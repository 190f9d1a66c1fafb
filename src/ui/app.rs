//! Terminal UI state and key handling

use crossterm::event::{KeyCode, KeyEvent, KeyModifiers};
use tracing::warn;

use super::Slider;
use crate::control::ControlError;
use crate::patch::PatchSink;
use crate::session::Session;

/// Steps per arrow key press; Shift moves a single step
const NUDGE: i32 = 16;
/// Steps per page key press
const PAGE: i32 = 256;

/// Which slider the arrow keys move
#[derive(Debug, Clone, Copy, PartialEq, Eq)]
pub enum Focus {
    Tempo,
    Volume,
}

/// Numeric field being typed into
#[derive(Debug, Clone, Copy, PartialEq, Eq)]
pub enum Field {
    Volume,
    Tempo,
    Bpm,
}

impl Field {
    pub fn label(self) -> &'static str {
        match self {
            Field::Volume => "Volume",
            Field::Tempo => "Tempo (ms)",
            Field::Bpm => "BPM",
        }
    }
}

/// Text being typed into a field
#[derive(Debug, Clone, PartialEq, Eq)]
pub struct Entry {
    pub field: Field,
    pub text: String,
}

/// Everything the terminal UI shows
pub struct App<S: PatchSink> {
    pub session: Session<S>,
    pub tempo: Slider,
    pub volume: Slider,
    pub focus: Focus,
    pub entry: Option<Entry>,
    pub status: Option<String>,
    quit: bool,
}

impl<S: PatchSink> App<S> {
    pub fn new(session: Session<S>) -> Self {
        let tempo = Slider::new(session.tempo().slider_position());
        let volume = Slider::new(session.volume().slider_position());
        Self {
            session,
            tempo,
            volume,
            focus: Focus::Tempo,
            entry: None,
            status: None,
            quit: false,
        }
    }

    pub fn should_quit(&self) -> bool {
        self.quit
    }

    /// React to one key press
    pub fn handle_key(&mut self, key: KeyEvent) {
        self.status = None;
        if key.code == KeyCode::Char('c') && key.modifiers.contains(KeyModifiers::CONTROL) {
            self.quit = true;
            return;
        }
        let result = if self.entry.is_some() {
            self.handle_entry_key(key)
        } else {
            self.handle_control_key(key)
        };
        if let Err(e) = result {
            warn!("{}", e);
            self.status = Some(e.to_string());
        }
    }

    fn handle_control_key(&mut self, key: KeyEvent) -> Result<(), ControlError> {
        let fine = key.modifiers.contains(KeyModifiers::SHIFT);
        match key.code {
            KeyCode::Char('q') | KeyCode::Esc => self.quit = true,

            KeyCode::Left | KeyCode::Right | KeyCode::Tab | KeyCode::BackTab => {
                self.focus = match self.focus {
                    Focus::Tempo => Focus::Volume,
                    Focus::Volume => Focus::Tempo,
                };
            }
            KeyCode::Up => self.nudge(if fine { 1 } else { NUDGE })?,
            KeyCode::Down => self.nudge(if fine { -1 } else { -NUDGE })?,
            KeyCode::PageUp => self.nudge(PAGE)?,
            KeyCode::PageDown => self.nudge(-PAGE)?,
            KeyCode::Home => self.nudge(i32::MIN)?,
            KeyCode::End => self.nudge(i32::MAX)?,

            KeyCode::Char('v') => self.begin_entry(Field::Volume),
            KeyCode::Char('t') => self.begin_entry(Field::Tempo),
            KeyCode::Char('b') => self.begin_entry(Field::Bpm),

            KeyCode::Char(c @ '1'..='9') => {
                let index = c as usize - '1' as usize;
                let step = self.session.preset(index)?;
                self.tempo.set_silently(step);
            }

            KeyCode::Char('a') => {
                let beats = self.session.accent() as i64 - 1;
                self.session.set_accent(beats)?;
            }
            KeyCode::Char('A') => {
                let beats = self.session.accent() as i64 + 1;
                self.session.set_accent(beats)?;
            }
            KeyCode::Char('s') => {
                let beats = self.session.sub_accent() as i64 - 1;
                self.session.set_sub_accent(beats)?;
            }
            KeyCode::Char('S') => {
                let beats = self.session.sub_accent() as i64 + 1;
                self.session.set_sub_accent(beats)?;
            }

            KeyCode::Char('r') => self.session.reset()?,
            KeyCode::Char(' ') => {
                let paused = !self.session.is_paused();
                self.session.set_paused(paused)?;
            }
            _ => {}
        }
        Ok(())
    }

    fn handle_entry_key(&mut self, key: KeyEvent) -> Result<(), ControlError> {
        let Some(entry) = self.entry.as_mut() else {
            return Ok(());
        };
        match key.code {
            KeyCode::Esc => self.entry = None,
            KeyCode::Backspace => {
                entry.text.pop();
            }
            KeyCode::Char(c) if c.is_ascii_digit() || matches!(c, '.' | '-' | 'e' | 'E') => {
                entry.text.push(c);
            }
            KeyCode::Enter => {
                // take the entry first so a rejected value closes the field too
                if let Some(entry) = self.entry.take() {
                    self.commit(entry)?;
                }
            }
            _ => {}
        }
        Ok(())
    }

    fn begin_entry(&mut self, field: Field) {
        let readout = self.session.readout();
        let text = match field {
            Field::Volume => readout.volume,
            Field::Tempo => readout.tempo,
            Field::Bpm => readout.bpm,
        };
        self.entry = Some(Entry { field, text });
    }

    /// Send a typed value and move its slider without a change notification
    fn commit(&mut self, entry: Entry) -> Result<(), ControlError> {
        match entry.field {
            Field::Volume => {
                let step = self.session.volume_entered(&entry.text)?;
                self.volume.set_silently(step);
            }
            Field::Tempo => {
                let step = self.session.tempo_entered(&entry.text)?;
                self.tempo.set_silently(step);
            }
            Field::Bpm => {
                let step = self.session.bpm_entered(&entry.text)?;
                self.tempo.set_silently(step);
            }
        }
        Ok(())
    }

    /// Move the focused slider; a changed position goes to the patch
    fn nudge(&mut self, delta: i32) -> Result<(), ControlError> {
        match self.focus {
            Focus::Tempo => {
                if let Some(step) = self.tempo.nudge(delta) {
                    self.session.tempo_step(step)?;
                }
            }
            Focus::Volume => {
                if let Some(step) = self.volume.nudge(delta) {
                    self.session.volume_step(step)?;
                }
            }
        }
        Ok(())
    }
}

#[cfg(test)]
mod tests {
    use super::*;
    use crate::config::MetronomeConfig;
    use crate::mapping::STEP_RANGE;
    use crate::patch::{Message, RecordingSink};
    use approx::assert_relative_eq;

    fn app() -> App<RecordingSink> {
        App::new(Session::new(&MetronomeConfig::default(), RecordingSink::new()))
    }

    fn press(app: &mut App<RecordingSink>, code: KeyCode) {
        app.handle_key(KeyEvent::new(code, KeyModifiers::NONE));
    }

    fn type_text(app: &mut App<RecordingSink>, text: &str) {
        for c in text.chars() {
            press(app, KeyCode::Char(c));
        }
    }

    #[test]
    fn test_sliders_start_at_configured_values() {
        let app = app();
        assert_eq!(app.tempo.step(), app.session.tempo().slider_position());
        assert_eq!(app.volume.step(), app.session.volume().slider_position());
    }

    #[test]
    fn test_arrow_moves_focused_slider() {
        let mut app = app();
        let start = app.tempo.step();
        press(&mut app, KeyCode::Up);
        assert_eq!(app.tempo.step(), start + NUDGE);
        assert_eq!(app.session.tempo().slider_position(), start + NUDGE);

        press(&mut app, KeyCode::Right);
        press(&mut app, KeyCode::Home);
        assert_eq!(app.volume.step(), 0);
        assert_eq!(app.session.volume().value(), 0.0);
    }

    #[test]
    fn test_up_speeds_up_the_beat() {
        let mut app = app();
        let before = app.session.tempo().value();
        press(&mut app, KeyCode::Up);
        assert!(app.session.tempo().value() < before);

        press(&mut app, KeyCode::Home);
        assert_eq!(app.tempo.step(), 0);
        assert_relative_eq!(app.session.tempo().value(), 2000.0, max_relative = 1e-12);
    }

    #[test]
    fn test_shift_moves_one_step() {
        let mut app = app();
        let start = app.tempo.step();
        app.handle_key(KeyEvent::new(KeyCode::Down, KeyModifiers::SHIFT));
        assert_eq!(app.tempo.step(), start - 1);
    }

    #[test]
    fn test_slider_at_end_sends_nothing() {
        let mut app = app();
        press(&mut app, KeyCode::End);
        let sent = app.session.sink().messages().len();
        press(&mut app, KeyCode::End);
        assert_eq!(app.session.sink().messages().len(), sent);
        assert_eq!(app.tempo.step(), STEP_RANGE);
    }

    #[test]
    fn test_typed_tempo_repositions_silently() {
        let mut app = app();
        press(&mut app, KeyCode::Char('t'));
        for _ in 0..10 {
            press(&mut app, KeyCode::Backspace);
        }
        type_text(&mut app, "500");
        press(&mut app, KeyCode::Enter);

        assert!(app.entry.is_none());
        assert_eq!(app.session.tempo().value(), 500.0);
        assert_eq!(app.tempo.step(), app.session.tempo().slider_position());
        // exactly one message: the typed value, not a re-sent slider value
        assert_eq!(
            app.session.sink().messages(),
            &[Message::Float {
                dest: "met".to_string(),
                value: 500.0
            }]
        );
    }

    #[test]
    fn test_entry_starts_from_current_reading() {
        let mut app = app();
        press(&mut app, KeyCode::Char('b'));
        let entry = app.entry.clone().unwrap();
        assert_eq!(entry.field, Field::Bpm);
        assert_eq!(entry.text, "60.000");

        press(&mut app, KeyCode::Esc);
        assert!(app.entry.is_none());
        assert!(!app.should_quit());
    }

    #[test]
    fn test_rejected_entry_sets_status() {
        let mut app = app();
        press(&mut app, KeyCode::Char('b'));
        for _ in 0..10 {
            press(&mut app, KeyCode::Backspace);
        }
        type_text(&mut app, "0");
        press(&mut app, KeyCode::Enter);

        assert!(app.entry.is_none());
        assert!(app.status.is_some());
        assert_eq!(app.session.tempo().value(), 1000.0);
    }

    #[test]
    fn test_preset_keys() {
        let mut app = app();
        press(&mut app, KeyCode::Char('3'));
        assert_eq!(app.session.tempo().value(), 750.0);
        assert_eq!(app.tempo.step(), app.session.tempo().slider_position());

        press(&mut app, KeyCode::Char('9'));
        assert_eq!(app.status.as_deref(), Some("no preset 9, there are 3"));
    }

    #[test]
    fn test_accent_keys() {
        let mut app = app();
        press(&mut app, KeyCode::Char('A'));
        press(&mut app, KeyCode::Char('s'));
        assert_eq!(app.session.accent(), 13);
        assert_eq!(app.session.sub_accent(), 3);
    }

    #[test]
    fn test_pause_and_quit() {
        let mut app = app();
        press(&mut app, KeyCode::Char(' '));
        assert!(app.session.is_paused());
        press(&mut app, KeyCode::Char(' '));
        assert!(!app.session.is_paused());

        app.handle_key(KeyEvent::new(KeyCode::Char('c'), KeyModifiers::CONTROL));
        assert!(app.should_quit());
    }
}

------

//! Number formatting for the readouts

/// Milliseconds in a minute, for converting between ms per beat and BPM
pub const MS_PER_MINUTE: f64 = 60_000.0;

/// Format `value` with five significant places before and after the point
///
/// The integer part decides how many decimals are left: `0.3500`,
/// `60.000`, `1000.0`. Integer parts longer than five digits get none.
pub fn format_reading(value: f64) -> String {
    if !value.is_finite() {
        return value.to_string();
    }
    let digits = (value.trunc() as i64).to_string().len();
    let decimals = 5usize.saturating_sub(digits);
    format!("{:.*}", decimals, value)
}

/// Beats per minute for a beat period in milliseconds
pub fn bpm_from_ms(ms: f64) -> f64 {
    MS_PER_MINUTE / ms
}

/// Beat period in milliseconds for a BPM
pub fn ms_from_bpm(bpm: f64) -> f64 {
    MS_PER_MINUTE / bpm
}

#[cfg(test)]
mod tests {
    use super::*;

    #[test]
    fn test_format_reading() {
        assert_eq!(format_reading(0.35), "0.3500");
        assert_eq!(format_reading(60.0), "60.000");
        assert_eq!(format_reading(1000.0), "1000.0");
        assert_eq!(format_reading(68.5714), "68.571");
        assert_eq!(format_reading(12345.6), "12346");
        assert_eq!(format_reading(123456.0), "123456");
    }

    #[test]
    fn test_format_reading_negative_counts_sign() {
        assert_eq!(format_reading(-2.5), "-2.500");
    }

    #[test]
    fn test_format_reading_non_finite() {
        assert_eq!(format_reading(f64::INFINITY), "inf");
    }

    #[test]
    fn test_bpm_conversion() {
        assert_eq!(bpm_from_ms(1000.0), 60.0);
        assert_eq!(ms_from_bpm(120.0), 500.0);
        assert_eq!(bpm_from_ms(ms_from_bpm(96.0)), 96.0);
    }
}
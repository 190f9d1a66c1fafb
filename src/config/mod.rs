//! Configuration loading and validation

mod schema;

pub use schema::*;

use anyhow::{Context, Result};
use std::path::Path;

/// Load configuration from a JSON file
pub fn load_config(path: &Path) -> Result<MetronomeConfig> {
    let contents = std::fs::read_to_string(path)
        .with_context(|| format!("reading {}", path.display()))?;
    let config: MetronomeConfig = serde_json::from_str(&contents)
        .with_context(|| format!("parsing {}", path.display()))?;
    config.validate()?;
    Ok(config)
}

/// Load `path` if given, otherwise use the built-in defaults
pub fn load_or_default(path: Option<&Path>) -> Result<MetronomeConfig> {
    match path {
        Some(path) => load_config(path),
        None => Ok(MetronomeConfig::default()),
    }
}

------

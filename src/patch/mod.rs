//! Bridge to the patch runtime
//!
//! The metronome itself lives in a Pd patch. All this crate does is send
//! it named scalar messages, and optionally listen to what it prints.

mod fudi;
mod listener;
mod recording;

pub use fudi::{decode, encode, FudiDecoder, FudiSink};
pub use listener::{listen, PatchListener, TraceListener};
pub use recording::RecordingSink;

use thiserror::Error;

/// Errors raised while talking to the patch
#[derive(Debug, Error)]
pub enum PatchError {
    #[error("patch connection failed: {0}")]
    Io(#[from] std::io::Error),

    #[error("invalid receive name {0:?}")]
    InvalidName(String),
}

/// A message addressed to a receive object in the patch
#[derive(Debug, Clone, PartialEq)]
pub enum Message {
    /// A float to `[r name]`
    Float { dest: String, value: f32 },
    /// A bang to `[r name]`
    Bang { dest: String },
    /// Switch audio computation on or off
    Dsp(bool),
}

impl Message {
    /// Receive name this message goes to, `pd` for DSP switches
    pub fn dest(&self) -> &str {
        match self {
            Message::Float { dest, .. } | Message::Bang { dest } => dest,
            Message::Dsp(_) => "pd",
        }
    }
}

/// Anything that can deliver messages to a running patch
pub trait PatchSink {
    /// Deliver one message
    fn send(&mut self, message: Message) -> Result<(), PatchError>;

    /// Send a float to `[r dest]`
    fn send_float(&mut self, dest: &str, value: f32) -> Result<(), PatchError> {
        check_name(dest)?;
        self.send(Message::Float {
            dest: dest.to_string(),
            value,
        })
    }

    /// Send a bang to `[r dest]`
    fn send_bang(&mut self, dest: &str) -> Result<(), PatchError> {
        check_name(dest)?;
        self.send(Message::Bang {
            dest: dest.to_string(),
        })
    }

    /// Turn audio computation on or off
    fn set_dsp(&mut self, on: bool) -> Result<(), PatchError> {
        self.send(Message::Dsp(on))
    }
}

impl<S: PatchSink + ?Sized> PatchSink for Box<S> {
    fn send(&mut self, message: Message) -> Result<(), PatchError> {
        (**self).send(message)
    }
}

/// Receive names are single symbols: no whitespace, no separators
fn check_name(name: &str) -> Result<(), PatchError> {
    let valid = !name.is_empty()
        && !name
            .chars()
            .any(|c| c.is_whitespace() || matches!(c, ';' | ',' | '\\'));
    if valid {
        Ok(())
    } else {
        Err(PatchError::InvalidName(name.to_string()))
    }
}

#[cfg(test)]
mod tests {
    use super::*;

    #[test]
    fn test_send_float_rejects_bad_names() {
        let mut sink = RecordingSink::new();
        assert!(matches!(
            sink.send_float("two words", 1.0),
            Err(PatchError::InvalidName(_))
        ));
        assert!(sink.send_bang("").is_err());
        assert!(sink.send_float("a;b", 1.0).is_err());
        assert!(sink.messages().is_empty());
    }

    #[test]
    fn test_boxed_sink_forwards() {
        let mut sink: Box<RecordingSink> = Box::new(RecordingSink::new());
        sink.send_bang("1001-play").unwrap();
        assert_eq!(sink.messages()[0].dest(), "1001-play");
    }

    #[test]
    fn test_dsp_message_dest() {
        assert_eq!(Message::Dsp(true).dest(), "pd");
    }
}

------

Above are the entries. Output exactly the lines beginning with the line that has "KeyCode::Char('q') | KeyCode::Esc" and ending with the line that has "KeyCode::Char(c @ '1'..='9')".

            KeyCode::Char('q') | KeyCode::Esc => self.quit = true,

            KeyCode::Left | KeyCode::Right | KeyCode::Tab | KeyCode::BackTab => {
                self.focus = match self.focus {
                    Focus::Tempo => Focus::Volume,
                    Focus::Volume => Focus::Tempo,
                };
            }
            KeyCode::Up => self.nudge(if fine { 1 } else { NUDGE })?,
            KeyCode::Down => self.nudge(if fine { -1 } else { -NUDGE })?,
            KeyCode::PageUp => self.nudge(PAGE)?,
            KeyCode::PageDown => self.nudge(-PAGE)?,
            KeyCode::Home => self.nudge(i32::MIN)?,
            KeyCode::End => self.nudge(i32::MAX)?,

            KeyCode::Char('v') => self.begin_entry(Field::Volume),
            KeyCode::Char('t') => self.begin_entry(Field::Tempo),
            KeyCode::Char('b') => self.begin_entry(Field::Bpm),

            KeyCode::Char(c @ '1'..='9') => {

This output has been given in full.